## [Exercise]
Reproduce the first line of the material below and each line after it, exactly, through the line containing "pub const IMAGE_HOST_PATTERNS: &[&str]", and give nothing more.

▬▬▬▬▬▬

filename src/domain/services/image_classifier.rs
// Copyright (c) 2025 Kirky.X
//
// Licensed under the MIT License
// See LICENSE file in the project root for full license information.

use url::Url;

use crate::utils::url_utils::has_http_scheme;

/// 图片扩展名（小写）
pub const IMAGE_EXTENSIONS: &[&str] = &[".jpg", ".jpeg", ".png", ".gif", ".webp", ".bmp", ".ico"];

/// 图床链接特征
///
/// 命中任意一项即视为图片，这类链接常带有 `@100w_100h.webp` 之类的动态处理后缀，
/// 无法靠扩展名识别。
pub const IMAGE_HOST_PATTERNS: &[&str] = &["@", ".hdslb.com", "/bfs/"];

/// 判断候选字符串是否为有效的图片URL
///
/// 只接受 http/https 链接；命中图床特征或路径以图片扩展名结尾（不区分大小写）即通过。
/// 纯字符串判断，对任意输入都返回布尔值。
pub fn is_image_url(candidate: &str) -> bool {
    if !has_http_scheme(candidate) {
        return false;
    }

    if IMAGE_HOST_PATTERNS
        .iter()
        .any(|pattern| candidate.contains(pattern))
    {
        return true;
    }

    match Url::parse(candidate) {
        Ok(url) => {
            let path = url.path().to_ascii_lowercase();
            IMAGE_EXTENSIONS.iter().any(|ext| path.ends_with(ext))
        }
        Err(_) => false,
    }
}
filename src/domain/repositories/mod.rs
// Copyright (c) 2025 Kirky.X
//
// Licensed under the MIT License
// See LICENSE file in the project root for full license information.

pub mod result_sink;
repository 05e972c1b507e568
// Copyright (c) 2025 Kirky.X
//
// Licensed under the MIT License
// See LICENSE file in the project root for full license information.

pub mod reqwest_engine;
#[cfg(test)]
pub mod stub_engine;
pub mod traits;
// Copyright (c) 2025 Kirky.X
//
// Licensed under the MIT License
// See LICENSE file in the project root for full license information.

use serde::{Deserialize, Serialize};

/// 图片中转查询参数
#[derive(Debug, Deserialize, Serialize)]
pub struct ProxyImageQuery {
    /// 图片地址
    pub url: Option<String>,
    /// 上游请求使用的 Referer
    pub referer: Option<String>,
}
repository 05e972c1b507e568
// Copyright (c) 2025 Kirky.X
//
// Licensed under the MIT License
// See LICENSE file in the project root for full license information.

use async_trait::async_trait;
use bytes::Bytes;
use std::collections::HashMap;
use std::sync::Mutex;

use crate::engines::traits::{EngineError, FetchRequest, FetchResponse, FetchTiming, ScraperEngine};

/// 测试用的固定响应引擎
///
/// 按URL返回预设的响应，未登记的URL返回请求头错误；同时记录调用顺序和请求头。
#[derive(Default)]
pub struct StubEngine {
    pages: HashMap<String, (String, Bytes)>,
    calls: Mutex<Vec<FetchRequest>>,
}

impl StubEngine {
    pub fn new() -> Self {
        Self::default()
    }

    /// 登记一个返回 200 的页面
    pub fn with_page(mut self, url: &str, content_type: &str, body: impl Into<Bytes>) -> Self {
        self.pages
            .insert(url.to_string(), (content_type.to_string(), body.into()));
        self
    }

    /// 已发出的请求，按调用顺序
    pub fn calls(&self) -> Vec<FetchRequest> {
        self.calls.lock().unwrap().clone()
    }
}

#[async_trait]
impl ScraperEngine for StubEngine {
    async fn fetch(&self, request: &FetchRequest) -> Result<FetchResponse, EngineError> {
        self.calls.lock().unwrap().push(request.clone());

        let (content_type, body) = self
            .pages
            .get(&request.url)
            .cloned()
            .ok_or_else(|| EngineError::InvalidHeader(format!("no stub for {}", request.url)))?;

        let mut headers = HashMap::new();
        headers.insert("content-type".to_string(), content_type.clone());

        Ok(FetchResponse {
            status_code: 200,
            content_type,
            headers,
            body,
            timing: FetchTiming::default(),
        })
    }

    fn name(&self) -> &'static str {
        "stub"
    }
}
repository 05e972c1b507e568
// Copyright (c) 2025 Kirky.X
//
// Licensed under the MIT License
// See LICENSE file in the project root for full license information.

pub mod errors;
pub mod handlers;
pub mod routes;
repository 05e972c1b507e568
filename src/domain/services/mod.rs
// Copyright (c) 2025 Kirky.X
//
// Licensed under the MIT License
// See LICENSE file in the project root for full license information.

/// 领域服务模块
///
/// 包含的服务：
/// - 图片判定（image_classifier）：判断候选字符串是否为图片链接
/// - 提取服务（extraction_service）：从文档中提取图片链接和可见文本
/// - 页面处理（page_processor）：单个URL的抓取、大小检查、解析与提取
/// - 批量服务（batch_service）：顺序处理URL列表并汇总统计
/// - 图片中转（image_relay）：携带 Referer 拉取图片
pub mod batch_service;
pub mod extraction_service;
pub mod image_classifier;
pub mod image_relay;
pub mod page_processor;
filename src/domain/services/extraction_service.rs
// Copyright (c) 2025 Kirky.X
//
// Licensed under the MIT License
// See LICENSE file in the project root for full license information.

use html5ever::driver::{self, ParseOpts};
use html5ever::tendril::TendrilSink;
use html5ever::tree_builder::TreeBuilderOpts;
use once_cell::sync::Lazy;
use scraper::{Html, HtmlTreeSink, Node, Selector};
use serde_json::Value;
use std::collections::HashSet;
use url::Url;

use crate::domain::services::image_classifier::is_image_url;
use crate::utils::url_utils::absolutize;

static IMG_SELECTOR: Lazy<Selector> = Lazy::new(|| Selector::parse("img").expect("valid selector"));
static OG_IMAGE_SELECTOR: Lazy<Selector> =
    Lazy::new(|| Selector::parse(r#"meta[property="og:image"]"#).expect("valid selector"));
static THUMBNAIL_META_SELECTOR: Lazy<Selector> =
    Lazy::new(|| Selector::parse(r#"meta[itemprop="thumbnailUrl"]"#).expect("valid selector"));
static LD_JSON_SELECTOR: Lazy<Selector> = Lazy::new(|| {
    Selector::parse(r#"script[type="application/ld+json"]"#).expect("valid selector")
});

/// 结构化数据中携带图片地址的字段
const LD_JSON_IMAGE_FIELDS: &[&str] = &["thumbnailUrl", "image"];

/// 不参与可见文本的元素
const NON_VISIBLE_ELEMENTS: &[&str] = &["script", "style"];

/// 提取服务
///
/// 负责从已解析的 HTML 文档中提取图片链接和可见文本
pub struct ExtractionService;

impl ExtractionService {
    /// 解析 HTML 文档
    ///
    /// 以关闭脚本的模式解析，`<noscript>` 的内容按普通元素建树，
    /// 其中的 `<img>` 和文本都能被提取。
    pub fn parse(text: &str) -> Html {
        let opts = ParseOpts {
            tree_builder: TreeBuilderOpts {
                scripting_enabled: false,
                ..Default::default()
            },
            ..Default::default()
        };
        driver::parse_document(HtmlTreeSink::new(Html::new_document()), opts).one(text)
    }

    /// 提取图片链接
    ///
    /// 按发现顺序收集 `<img>`、`og:image`、`itemprop="thumbnailUrl"` 和
    /// JSON-LD 中的候选地址，逐个经过图片判定后按首次出现顺序去重。
    ///
    /// # 参数
    ///
    /// * `document` - 已解析的文档
    /// * `base_url` - 用于解析相对路径的页面地址
    pub fn extract_images(document: &Html, base_url: &Url) -> Vec<String> {
        let mut candidates = Vec::new();

        for img in document.select(&IMG_SELECTOR) {
            let src = img
                .value()
                .attr("src")
                .filter(|s| !s.is_empty())
                .or_else(|| img.value().attr("data-src").filter(|s| !s.is_empty()));
            if let Some(resolved) = src.and_then(|s| absolutize(base_url, s)) {
                candidates.push(resolved);
            }
        }

        if let Some(content) = document
            .select(&OG_IMAGE_SELECTOR)
            .next()
            .and_then(|meta| meta.value().attr("content"))
        {
            candidates.push(content.to_string());
        }

        for meta in document.select(&THUMBNAIL_META_SELECTOR) {
            if let Some(content) = meta.value().attr("content") {
                candidates.push(content.to_string());
            }
        }

        for script in document.select(&LD_JSON_SELECTOR) {
            let raw = script.text().collect::<String>();
            // Malformed blocks are skipped
            let Ok(Value::Object(data)) = serde_json::from_str::<Value>(&raw) else {
                continue;
            };
            for field in LD_JSON_IMAGE_FIELDS {
                match data.get(*field) {
                    Some(Value::String(url)) => candidates.push(url.clone()),
                    Some(Value::Array(urls)) => candidates.extend(
                        urls.iter().filter_map(Value::as_str).map(str::to_string),
                    ),
                    _ => {}
                }
            }
        }

        let mut seen = HashSet::new();
        candidates
            .into_iter()
            .filter(|candidate| is_image_url(candidate))
            .filter(|candidate| seen.insert(candidate.clone()))
            .collect()
    }

    /// 提取可见文本
    ///
    /// 跳过 script/style 子树，其余文本节点逐个去除首尾空白后以单个空格连接，
    /// 空节点不参与拼接。
    pub fn extract_text(document: &Html) -> String {
        document
            .tree
            .root()
            .descendants()
            .filter_map(|node| match node.value() {
                Node::Text(text) => Some((node, text)),
                _ => None,
            })
            .filter(|(node, _)| {
                !node.ancestors().any(|ancestor| {
                    ancestor
                        .value()
                        .as_element()
                        .is_some_and(|el| NON_VISIBLE_ELEMENTS.contains(&el.name()))
                })
            })
            .map(|(_, text)| text.trim())
            .filter(|text| !text.is_empty())
            .collect::<Vec<_>>()
            .join(" ")
    }
}

#[cfg(test)]
#[path = "extraction_service_test.rs"]
mod tests;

▬▬▬▬▬▬

## [Answer]
filename src/domain/services/image_classifier.rs
// Copyright (c) 2025 Kirky.X
//
// Licensed under the MIT License
// See LICENSE file in the project root for full license information.

use url::Url;

use crate::utils::url_utils::has_http_scheme;

/// 图片扩展名（小写）
pub const IMAGE_EXTENSIONS: &[&str] = &[".jpg", ".jpeg", ".png", ".gif", ".webp", ".bmp", ".ico"];

/// 图床链接特征
///
/// 命中任意一项即视为图片，这类链接常带有 `@100w_100h.webp` 之类的动态处理后缀，
/// 无法靠扩展名识别。
pub const IMAGE_HOST_PATTERNS: &[&str] = &["@", ".hdslb.com", "/bfs/"];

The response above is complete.